Extracted records:
%%

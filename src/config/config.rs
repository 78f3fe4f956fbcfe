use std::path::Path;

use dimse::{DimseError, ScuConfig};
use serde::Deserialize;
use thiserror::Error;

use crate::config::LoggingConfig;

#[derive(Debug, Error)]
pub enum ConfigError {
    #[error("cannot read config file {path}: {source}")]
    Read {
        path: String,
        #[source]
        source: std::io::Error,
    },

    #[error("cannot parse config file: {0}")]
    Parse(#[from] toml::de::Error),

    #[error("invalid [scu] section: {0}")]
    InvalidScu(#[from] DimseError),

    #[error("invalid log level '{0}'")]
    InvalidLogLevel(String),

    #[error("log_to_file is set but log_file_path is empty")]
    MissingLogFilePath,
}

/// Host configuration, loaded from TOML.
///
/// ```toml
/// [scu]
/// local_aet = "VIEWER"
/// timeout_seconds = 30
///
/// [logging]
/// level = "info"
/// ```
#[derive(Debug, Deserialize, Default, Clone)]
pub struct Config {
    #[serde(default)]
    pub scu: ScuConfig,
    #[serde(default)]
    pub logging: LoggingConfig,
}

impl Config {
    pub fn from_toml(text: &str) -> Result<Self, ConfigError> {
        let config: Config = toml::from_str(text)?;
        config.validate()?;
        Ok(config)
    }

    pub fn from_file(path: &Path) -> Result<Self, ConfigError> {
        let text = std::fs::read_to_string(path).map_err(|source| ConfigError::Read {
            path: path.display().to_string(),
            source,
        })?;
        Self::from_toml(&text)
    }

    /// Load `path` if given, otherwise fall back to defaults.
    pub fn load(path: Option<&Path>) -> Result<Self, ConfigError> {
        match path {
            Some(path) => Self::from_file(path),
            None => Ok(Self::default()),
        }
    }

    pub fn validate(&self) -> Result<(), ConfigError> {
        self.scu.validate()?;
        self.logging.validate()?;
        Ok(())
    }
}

%%
%%

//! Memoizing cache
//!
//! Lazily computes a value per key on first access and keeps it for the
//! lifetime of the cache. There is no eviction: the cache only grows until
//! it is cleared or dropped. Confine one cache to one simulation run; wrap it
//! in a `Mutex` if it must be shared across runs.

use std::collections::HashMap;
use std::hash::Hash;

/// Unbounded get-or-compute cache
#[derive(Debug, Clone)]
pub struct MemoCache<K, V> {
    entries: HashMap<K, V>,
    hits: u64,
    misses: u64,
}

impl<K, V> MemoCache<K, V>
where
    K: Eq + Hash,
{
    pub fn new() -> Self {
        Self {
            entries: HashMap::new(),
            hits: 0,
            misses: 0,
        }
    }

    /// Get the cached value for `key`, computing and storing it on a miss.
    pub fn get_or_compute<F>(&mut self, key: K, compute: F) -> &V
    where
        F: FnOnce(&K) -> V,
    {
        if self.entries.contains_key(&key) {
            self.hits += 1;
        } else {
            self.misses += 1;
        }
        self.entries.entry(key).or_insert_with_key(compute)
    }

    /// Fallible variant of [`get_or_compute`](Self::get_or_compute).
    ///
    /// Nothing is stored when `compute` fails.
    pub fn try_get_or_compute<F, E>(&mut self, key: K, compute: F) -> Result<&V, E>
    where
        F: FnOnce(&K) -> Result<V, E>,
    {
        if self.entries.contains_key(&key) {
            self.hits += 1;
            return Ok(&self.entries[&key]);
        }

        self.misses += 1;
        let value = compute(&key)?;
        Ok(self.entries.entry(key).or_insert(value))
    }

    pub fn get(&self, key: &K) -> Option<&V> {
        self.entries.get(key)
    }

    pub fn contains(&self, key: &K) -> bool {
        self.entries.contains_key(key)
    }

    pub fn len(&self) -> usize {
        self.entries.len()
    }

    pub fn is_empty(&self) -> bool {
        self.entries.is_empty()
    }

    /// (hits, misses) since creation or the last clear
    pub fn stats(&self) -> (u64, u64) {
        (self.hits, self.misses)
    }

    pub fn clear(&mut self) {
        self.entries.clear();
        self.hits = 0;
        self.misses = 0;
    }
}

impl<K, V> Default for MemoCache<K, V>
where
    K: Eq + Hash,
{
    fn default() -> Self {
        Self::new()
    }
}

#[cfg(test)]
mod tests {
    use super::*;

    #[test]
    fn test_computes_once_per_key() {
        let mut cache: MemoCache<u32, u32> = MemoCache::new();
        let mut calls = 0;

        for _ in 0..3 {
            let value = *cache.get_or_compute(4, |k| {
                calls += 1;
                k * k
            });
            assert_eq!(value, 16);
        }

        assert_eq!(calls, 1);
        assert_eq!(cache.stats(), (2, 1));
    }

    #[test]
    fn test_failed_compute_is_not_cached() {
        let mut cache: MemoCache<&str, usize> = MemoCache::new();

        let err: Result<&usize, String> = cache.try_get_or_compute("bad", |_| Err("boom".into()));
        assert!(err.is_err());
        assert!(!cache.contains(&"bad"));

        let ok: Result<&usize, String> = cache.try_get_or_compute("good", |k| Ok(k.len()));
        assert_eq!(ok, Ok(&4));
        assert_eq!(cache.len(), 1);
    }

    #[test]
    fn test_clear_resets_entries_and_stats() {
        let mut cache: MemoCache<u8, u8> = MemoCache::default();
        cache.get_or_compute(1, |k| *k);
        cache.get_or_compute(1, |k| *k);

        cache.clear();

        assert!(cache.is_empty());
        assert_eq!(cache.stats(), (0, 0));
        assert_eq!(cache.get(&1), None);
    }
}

%%

Take the line above containing "self.entries.len()", the line containing "let mut calls = 0;", and all lines in between, and copy them exactly without anything else.

◆ Solution to the problem
        self.entries.len()
    }

    pub fn is_empty(&self) -> bool {
        self.entries.is_empty()
    }

    /// (hits, misses) since creation or the last clear
    pub fn stats(&self) -> (u64, u64) {
        (self.hits, self.misses)
    }

    pub fn clear(&mut self) {
        self.entries.clear();
        self.hits = 0;
        self.misses = 0;
    }
}

impl<K, V> Default for MemoCache<K, V>
where
    K: Eq + Hash,
{
    fn default() -> Self {
        Self::new()
    }
}

#[cfg(test)]
mod tests {
    use super::*;

    #[test]
    fn test_computes_once_per_key() {
        let mut cache: MemoCache<u32, u32> = MemoCache::new();
        let mut calls = 0;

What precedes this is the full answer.